With all the spectacular stadiums being built, and massive propaganda about the Beijing Olympics, China is clearly using this event to emphasize its growing economic and political influence on the international arena. I thus question whether we can still consider the Beijing Olympics a sporting event that is free from politics to begin with.

Since this Beijing Olympics is not an apolitical event to begin with, doesn't that mean that using it for political purposes, such as pressuring the Chinese government to clean up their act perfectly fine? And doesn't it also mean that if we really want sporting purity, we should boycott the Beijing Olympics as a sign of our displeasure with China using it to glorify their regime. Yet this whole regime glorification notion is ultimately something that will feature in almost every Olympics.

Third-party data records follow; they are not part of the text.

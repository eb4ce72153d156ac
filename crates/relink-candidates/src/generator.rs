//! Candidate retrieval and materialization for a single knowledge base.

use crate::cache::{CandidateCache, RawMatch};
use crate::oracle::{normalize_id, NilOracle};
use crate::similarity::{rank, token_sort_ratio, TOP_MATCHES};
use relink_kb::KbModel;
use std::collections::{BTreeSet, HashMap};
use tracing::warn;

/// Identifier of the "no link found" sentinel candidate.
pub const NIL_ID: &str = "-1";
const NIL_NAME: &str = "none";

/// Surrogate id reserved for root concepts without a numeric suffix.
pub const ROOT_SURROGATE_ID: i64 = 10_000_000;
const NIL_SURROGATE_ID: i64 = -1;

/// A materialized knowledge base candidate for one mention.
#[derive(Debug, Clone, PartialEq)]
pub struct Candidate {
    pub kb_id: String,
    pub name: String,
    pub in_degree: usize,
    pub out_degree: usize,
    /// Numeric id used by the downstream ranker in place of the KB id.
    pub surrogate_id: i64,
    /// Surrogate ids of related candidates for other mentions in the same
    /// document, filled in while writing the document.
    pub links: BTreeSet<i64>,
    pub score: f64,
}

impl Candidate {
    /// The "no link found" placeholder.
    pub fn nil() -> Self {
        Candidate {
            kb_id: NIL_ID.to_string(),
            name: NIL_NAME.to_string(),
            in_degree: 0,
            out_degree: 0,
            surrogate_id: NIL_SURROGATE_ID,
            links: BTreeSet::new(),
            score: 0.0,
        }
    }

    pub fn is_nil(&self) -> bool {
        self.kb_id == NIL_ID
    }
}

pub struct CandidateGenerator<'m> {
    model: &'m KbModel,
    min_score: f64,
    oracle: Option<Box<dyn NilOracle>>,
}

impl<'m> CandidateGenerator<'m> {
    pub fn new(model: &'m KbModel, min_score: f64) -> Self {
        Self {
            model,
            min_score,
            oracle: None,
        }
    }

    pub fn with_oracle(mut self, oracle: Box<dyn NilOracle>) -> Self {
        self.oracle = Some(oracle);
        self
    }

    /// Candidates for one mention, best match first. Returns the list and
    /// whether the cache gained an entry.
    ///
    /// Lookup order: document-local abbreviation expansion, exact
    /// name/synonym match (bypasses the cache entirely), cached entry for
    /// the plural stem, cached entry for the text itself, and finally a
    /// fresh dictionary search whose raw result is cached. Materialization
    /// drops matches at or below `min_score`; when nothing survives, the
    /// NIL oracle (if any) gets one shot before the sentinel is emitted.
    pub fn candidates_for(
        &self,
        mention_text: &str,
        doc_abbreviations: &HashMap<String, String>,
        cache: &mut CandidateCache,
    ) -> (Vec<Candidate>, bool) {
        let text = doc_abbreviations
            .get(mention_text)
            .map(String::as_str)
            .unwrap_or(mention_text);

        if let Some(id) = self.model.resolve(text) {
            return (vec![self.build(id, text, 1.0)], false);
        }

        let (raw, cache_changed) = if let Some(matches) = cache.get_plural_stem(text) {
            (matches.to_vec(), false)
        } else if let Some(matches) = cache.get(text) {
            (matches.to_vec(), false)
        } else {
            let matches = self.search(text);
            cache.put(text, matches.clone());
            (matches, true)
        };

        let mut candidates = self.materialize(&raw);
        if candidates.is_empty() || (candidates.len() == 1 && candidates[0].is_nil()) {
            candidates = self.nil_fallback(text);
        }
        (candidates, cache_changed)
    }

    /// Fresh dictionary search: the ten closest names, collapsed to a single
    /// entry on a perfect hit, otherwise augmented from the synonym table. A
    /// perfect synonym replaces the whole list; an imperfect one is appended
    /// when it beats the best name score.
    fn search(&self, text: &str) -> Vec<RawMatch> {
        let mut top = rank(
            text,
            self.model.name_to_id.keys().map(String::as_str),
            TOP_MATCHES,
        );
        let Some(best) = top.first() else {
            return top;
        };
        if best.score >= 100.0 {
            top.truncate(1);
            return top;
        }

        let synonyms = rank(
            text,
            self.model.synonym_to_id.keys().map(String::as_str),
            TOP_MATCHES,
        );
        for synonym in synonyms {
            if synonym.score >= 100.0 {
                top = vec![synonym];
            } else if synonym.score > top[0].score {
                top.push(synonym);
            }
        }
        top
    }

    fn materialize(&self, raw: &[RawMatch]) -> Vec<Candidate> {
        raw.iter()
            .filter_map(|m| {
                let score = m.score / 100.0;
                if score <= self.min_score {
                    return None;
                }
                let kb_id = self.model.resolve(&m.name)?;
                Some(self.build(kb_id, &m.name, score))
            })
            .collect()
    }

    fn nil_fallback(&self, text: &str) -> Vec<Candidate> {
        if let Some(oracle) = &self.oracle {
            match oracle.suggest(text) {
                Ok(suggestions) => {
                    let mut candidates = Vec::new();
                    for suggestion in &suggestions {
                        let score = token_sort_ratio(text, &suggestion.name) / 100.0;
                        if score <= self.min_score {
                            continue;
                        }
                        let kb_id = normalize_id(&suggestion.id);
                        if kb_id == NIL_ID {
                            continue;
                        }
                        candidates.push(self.build(kb_id, &suggestion.name, score));
                    }
                    if !candidates.is_empty() {
                        return candidates;
                    }
                }
                Err(err) => {
                    warn!(mention = text, error = %err, "nil oracle unavailable, emitting sentinel");
                }
            }
        }
        vec![Candidate::nil()]
    }

    fn build(&self, kb_id: &str, name: &str, score: f64) -> Candidate {
        Candidate {
            kb_id: kb_id.to_string(),
            name: name.to_string(),
            in_degree: self.model.hierarchy.in_degree(kb_id),
            out_degree: self.model.hierarchy.out_degree(kb_id),
            surrogate_id: surrogate_id(kb_id),
            links: BTreeSet::new(),
            score,
        }
    }
}

/// Numeric surrogate for a KB id: its trailing digits, capped at the last
/// six. Identifiers are ASCII. Root ids with no digits map to
/// [`ROOT_SURROGATE_ID`].
fn surrogate_id(kb_id: &str) -> i64 {
    let digits_start = kb_id
        .rfind(|c: char| !c.is_ascii_digit())
        .map(|i| i + 1)
        .unwrap_or(0);
    let digits = &kb_id[digits_start..];
    if digits.is_empty() {
        return ROOT_SURROGATE_ID;
    }
    let tail = &digits[digits.len().saturating_sub(6)..];
    tail.parse().unwrap_or(ROOT_SURROGATE_ID)
}

#[cfg(test)]
mod tests {
    use super::*;
    use crate::oracle::NilSuggestion;
    use relink_common::{RelinkError, Result};
    use relink_kb::{KbModelBuilder, KbSource};

    fn sample_model() -> KbModel {
        let mut builder = KbModelBuilder::new(KbSource::Medic);
        builder.add_concept("D009369", "Neoplasms");
        builder.add_concept("D001943", "Breast Neoplasms");
        builder.add_concept("D008175", "Lung Neoplasms");
        builder.add_synonym("breast cancer", "D001943");
        builder.add_synonym("lung cancer", "D008175");
        builder.record_parents("D001943", &["D009369".to_string()]);
        builder.record_parents("D008175", &["D009369".to_string()]);
        builder.record_parents("D009369", &["C".to_string()]);
        builder.finish()
    }

    fn empty_cache() -> CandidateCache {
        let dir = tempfile::tempdir().unwrap();
        CandidateCache::open(dir.path().join("medic.json")).unwrap()
    }

    struct FixedOracle(Vec<NilSuggestion>);

    impl NilOracle for FixedOracle {
        fn suggest(&self, _text: &str) -> Result<Vec<NilSuggestion>> {
            Ok(self.0.clone())
        }
    }

    struct FailingOracle;

    impl NilOracle for FailingOracle {
        fn suggest(&self, _text: &str) -> Result<Vec<NilSuggestion>> {
            Err(RelinkError::OracleUnavailable("connection refused".into()))
        }
    }

    #[test]
    fn test_exact_name_short_circuits_without_cache() {
        let model = sample_model();
        let generator = CandidateGenerator::new(&model, 0.85);
        let mut cache = empty_cache();

        let (candidates, changed) =
            generator.candidates_for("Neoplasms", &HashMap::new(), &mut cache);
        assert_eq!(candidates.len(), 1);
        assert_eq!(candidates[0].kb_id, "D009369");
        assert_eq!(candidates[0].score, 1.0);
        assert!(!changed);
        assert!(cache.is_empty());
    }

    #[test]
    fn test_exact_synonym_short_circuits() {
        let model = sample_model();
        let generator = CandidateGenerator::new(&model, 0.85);
        let mut cache = empty_cache();

        let (candidates, _) =
            generator.candidates_for("breast cancer", &HashMap::new(), &mut cache);
        assert_eq!(candidates[0].kb_id, "D001943");
        assert_eq!(candidates[0].score, 1.0);
    }

    #[test]
    fn test_abbreviation_expanded_before_matching() {
        let model = sample_model();
        let generator = CandidateGenerator::new(&model, 0.85);
        let mut cache = empty_cache();
        let abbreviations =
            HashMap::from([("BC".to_string(), "breast cancer".to_string())]);

        let (candidates, _) = generator.candidates_for("BC", &abbreviations, &mut cache);
        assert_eq!(candidates[0].kb_id, "D001943");
    }

    #[test]
    fn test_reordered_synonym_replaces_name_matches() {
        let model = sample_model();
        let generator = CandidateGenerator::new(&model, 0.85);
        let mut cache = empty_cache();

        // Not an exact string match, but token-sort-identical to a synonym
        let (candidates, changed) =
            generator.candidates_for("cancer breast", &HashMap::new(), &mut cache);
        assert_eq!(candidates.len(), 1);
        assert_eq!(candidates[0].kb_id, "D001943");
        assert_eq!(candidates[0].score, 1.0);
        assert!(changed);
    }

    #[test]
    fn test_cache_hit_skips_search() {
        let model = sample_model();
        let generator = CandidateGenerator::new(&model, 0.85);
        let mut cache = empty_cache();

        let (first, first_changed) =
            generator.candidates_for("Lung Neoplasm", &HashMap::new(), &mut cache);
        assert!(first_changed);
        let (second, second_changed) =
            generator.candidates_for("Lung Neoplasm", &HashMap::new(), &mut cache);
        assert!(!second_changed);
        assert_eq!(first, second);
    }

    #[test]
    fn test_plural_stem_reuses_cached_entry() {
        let model = sample_model();
        let generator = CandidateGenerator::new(&model, 0.85);
        let mut cache = empty_cache();
        cache.put(
            "lung neopl",
            vec![RawMatch {
                name: "Lung Neoplasms".to_string(),
                score: 96.0,
            }],
        );

        // "lung neopls" is no exact name, but its stem is cached
        let (candidates, changed) =
            generator.candidates_for("lung neopls", &HashMap::new(), &mut cache);
        assert_eq!(candidates[0].kb_id, "D008175");
        assert!(!changed);
    }

    #[test]
    fn test_no_match_without_oracle_emits_sentinel() {
        let model = sample_model();
        let generator = CandidateGenerator::new(&model, 0.85);
        let mut cache = empty_cache();

        let (candidates, _) =
            generator.candidates_for("zzzz qqqq xxxx", &HashMap::new(), &mut cache);
        assert_eq!(candidates.len(), 1);
        assert!(candidates[0].is_nil());
        assert_eq!(candidates[0].surrogate_id, -1);
        assert_eq!(candidates[0].score, 0.0);
    }

    #[test]
    fn test_oracle_suggestion_used_when_close_enough() {
        let model = sample_model();
        let oracle = FixedOracle(vec![NilSuggestion {
            id: "MESH_D008175".to_string(),
            name: "pulmonary cancers".to_string(),
        }]);
        let generator =
            CandidateGenerator::new(&model, 0.85).with_oracle(Box::new(oracle));
        let mut cache = empty_cache();

        let (candidates, _) =
            generator.candidates_for("pulmonary cancer", &HashMap::new(), &mut cache);
        assert_eq!(candidates.len(), 1);
        assert_eq!(candidates[0].kb_id, "D008175");
        assert!(candidates[0].score > 0.9 && candidates[0].score < 1.0);
        assert_eq!(candidates[0].surrogate_id, 8175);
    }

    #[test]
    fn test_low_scoring_oracle_suggestion_falls_back_to_sentinel() {
        let model = sample_model();
        let oracle = FixedOracle(vec![NilSuggestion {
            id: "MESH_D009369".to_string(),
            name: "unk".to_string(),
        }]);
        let generator =
            CandidateGenerator::new(&model, 0.85).with_oracle(Box::new(oracle));
        let mut cache = empty_cache();

        let (candidates, _) =
            generator.candidates_for("qqqq wwww", &HashMap::new(), &mut cache);
        assert!(candidates[0].is_nil());
    }

    #[test]
    fn test_oracle_failure_degrades_to_sentinel() {
        let model = sample_model();
        let generator =
            CandidateGenerator::new(&model, 0.85).with_oracle(Box::new(FailingOracle));
        let mut cache = empty_cache();

        let (candidates, _) =
            generator.candidates_for("qqqq wwww", &HashMap::new(), &mut cache);
        assert_eq!(candidates.len(), 1);
        assert!(candidates[0].is_nil());
    }

    #[test]
    fn test_degrees_come_from_hierarchy() {
        let model = sample_model();
        let generator = CandidateGenerator::new(&model, 0.85);
        let mut cache = empty_cache();

        let (candidates, _) =
            generator.candidates_for("Neoplasms", &HashMap::new(), &mut cache);
        assert_eq!(candidates[0].in_degree, 1);
        assert_eq!(candidates[0].out_degree, 2);
    }

    #[test]
    fn test_surrogate_ids() {
        assert_eq!(surrogate_id("D009369"), 9369);
        assert_eq!(surrogate_id("C537775"), 537775);
        assert_eq!(surrogate_id("144700"), 144700);
        assert_eq!(surrogate_id("C"), ROOT_SURROGATE_ID);
        assert_eq!(surrogate_id("D"), ROOT_SURROGATE_ID);
        assert_eq!(surrogate_id("A"), ROOT_SURROGATE_ID);
    }
}
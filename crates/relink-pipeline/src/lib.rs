//! relink-pipeline — Orchestration of a linking run.
//!
//! Drives the per-document loop: composite-mention decomposition, candidate
//! generation with the shared cache, cross-mention link building, candidate
//! file output and the per-run information-content file.

pub mod composite;
pub mod run;

pub use composite::{decompose, expand_mentions};
pub use run::{Pipeline, RunSummary};
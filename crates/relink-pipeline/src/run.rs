//! End-to-end linking run.
//!
//! Orchestrates the full flow for a single run:
//!   1. Prepare the run directories, dropping candidate files of a previous
//!      run under the same id
//!   2. Open the per-KB candidate cache
//!   3. Per document (sorted order): expand composite mentions, skip
//!      empty/duplicate/composite texts, generate candidates, link related
//!      candidates across mentions, write the document's candidates file
//!   4. Estimate information content over every proposed concept and write
//!      the per-run `ic` file
//!   5. Flush the cache when it gained entries

use std::collections::HashMap;
use std::fs;
use std::path::Path;

use ahash::{AHashMap, AHashSet};
use chrono::{DateTime, Utc};
use serde::Serialize;
use tracing::{debug, info};

use crate::composite::expand_mentions;
use relink_candidates::{CandidateCache, CandidateGenerator, HttpNilOracle, NilOracle};
use relink_common::{AbbreviationMap, CorpusAnnotations, MentionKind, Result, RunConfig};
use relink_graph::{
    accumulate_term_counts, build_document_links, estimate, write_candidates_file, write_ic_file,
    CorpusRelations, DocumentEntry, EntityLine,
};
use relink_kb::KbModel;

// ── Result summary ────────────────────────────────────────────────────────────

#[derive(Debug, Clone, Serialize)]
pub struct RunSummary {
    pub run_id: String,
    pub kb: String,
    pub documents: usize,
    pub mentions: usize,
    pub files_written: usize,
    pub cache_updated: bool,
    pub started_at: DateTime<Utc>,
    pub duration_ms: u64,
}

// ── Pipeline orchestrator ─────────────────────────────────────────────────────

pub struct Pipeline<'m> {
    config: RunConfig,
    model: &'m KbModel,
    generator: CandidateGenerator<'m>,
    relations: Option<CorpusRelations>,
}

impl<'m> Pipeline<'m> {
    /// A corpus-relation table is only consulted by the `corpus` and
    /// `kb_corpus` policies; pass None for `kb`.
    pub fn new(
        config: RunConfig,
        model: &'m KbModel,
        relations: Option<CorpusRelations>,
        oracle: Option<Box<dyn NilOracle>>,
    ) -> Self {
        let mut generator = CandidateGenerator::new(model, config.resolved_min_score());
        if let Some(oracle) = oracle {
            generator = generator.with_oracle(oracle);
        }
        Self {
            config,
            model,
            generator,
            relations,
        }
    }

    /// Like [`Pipeline::new`], but with the NIL oracle the configuration
    /// names when `oracle_url` is set.
    pub fn from_config(
        config: RunConfig,
        model: &'m KbModel,
        relations: Option<CorpusRelations>,
    ) -> Result<Self> {
        let oracle: Option<Box<dyn NilOracle>> = match &config.oracle_url {
            Some(url) => Some(Box::new(HttpNilOracle::new(url.clone(), config.top_k)?)),
            None => None,
        };
        Ok(Self::new(config, model, relations, oracle))
    }

    /// Link every mention of every document and write the run artifacts:
    /// one candidates file per non-empty document plus the `ic` file.
    pub fn execute(
        &mut self,
        annotations: &CorpusAnnotations,
        abbreviations: &AbbreviationMap,
    ) -> Result<RunSummary> {
        let started_at = Utc::now();
        let t0 = std::time::Instant::now();

        let run_id = self.config.run_id();
        let policy = self.config.resolved_policy();
        let entity_type = self.model.source.entity_type();
        info!(
            run_id = %run_id,
            kb = %self.config.kb,
            policy = policy.as_str(),
            documents = annotations.len(),
            "Starting linking run"
        );

        let candidates_dir = self.config.candidates_dir(&run_id);
        prepare_candidates_dir(&candidates_dir)?;
        if let Some(cache_dir) = self.config.cache_file().parent() {
            fs::create_dir_all(cache_dir)?;
        }
        let mut cache = CandidateCache::open(self.config.cache_file())?;

        let no_abbreviations: HashMap<String, String> = HashMap::new();
        let mut counts: AHashMap<String, u64> = AHashMap::new();
        let mut mentions = 0usize;
        let mut files_written = 0usize;

        for (ordinal, (doc_id, doc_mentions)) in annotations.iter().enumerate() {
            let mut doc_mentions = doc_mentions.clone();
            expand_mentions(&mut doc_mentions);
            let doc_abbreviations = abbreviations.get(doc_id).unwrap_or(&no_abbreviations);

            let mut seen: AHashSet<&str> = AHashSet::new();
            let mut entries: Vec<DocumentEntry> = Vec::new();

            for mention in &doc_mentions {
                if mention.text.is_empty()
                    || mention.kind == MentionKind::Composite
                    || !seen.insert(mention.text.as_str())
                {
                    continue;
                }

                let (candidates, cache_gained) =
                    self.generator
                        .candidates_for(&mention.text, doc_abbreviations, &mut cache);
                if cache_gained {
                    debug!(doc = %doc_id, mention = %mention.text, "cached fresh dictionary search");
                }
                accumulate_term_counts(&mut counts, &candidates);
                mentions += 1;

                entries.push(DocumentEntry {
                    entity: EntityLine {
                        text: mention.text.clone(),
                        entity_type,
                        doc_ordinal: ordinal,
                        doc_id: doc_id.clone(),
                        true_id: mention.true_id_str().to_string(),
                    },
                    candidates,
                });
            }

            if entries.is_empty() {
                continue;
            }
            build_document_links(
                &mut entries,
                policy,
                self.relations.as_ref(),
                &self.model.hierarchy,
            );
            write_candidates_file(&candidates_dir.join(doc_id), &entries, entity_type)?;
            files_written += 1;
        }

        let ic = estimate(&counts, self.config.ic_mode, &self.model.hierarchy);
        write_ic_file(&self.config.ic_file(&run_id), &ic)?;

        let cache_updated = cache.flush_if_dirty()?;

        let summary = RunSummary {
            run_id,
            kb: self.config.kb.clone(),
            documents: annotations.len(),
            mentions,
            files_written,
            cache_updated,
            started_at,
            duration_ms: t0.elapsed().as_millis() as u64,
        };
        info!(
            run_id = %summary.run_id,
            mentions = summary.mentions,
            files_written = summary.files_written,
            cache_updated = summary.cache_updated,
            duration_ms = summary.duration_ms,
            "Linking run complete"
        );
        Ok(summary)
    }
}

/// Create the candidates directory and drop files left by a previous run
/// under the same id, so every run starts from a clean slate.
fn prepare_candidates_dir(dir: &Path) -> Result<()> {
    fs::create_dir_all(dir)?;
    for entry in fs::read_dir(dir)? {
        let entry = entry?;
        if entry.file_type()?.is_file() {
            fs::remove_file(entry.path())?;
        }
    }
    Ok(())
}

More importantly, sports in itself is political, regardless of whether the host nation tries to use it to glorify their own regime. Simple put, all international sporting events involve nations who compete on an inter-national level, where countries are pitted against countries. And what is politics? Is it not about how a country is run? Thus it is inevitable that when we come to this highest level of society, that of the country, politics will be bound to feature. If we really want to keep sports pure, the solution is not to boycott, nor is it to not boycott, but the solution is to do away with such events in the first place, because such events are by their very nature political. What this also means, is that there is a very real tendency for political issues to come into the picture.

Just like Singapore politics, such an outcome is both predictable and inevitable.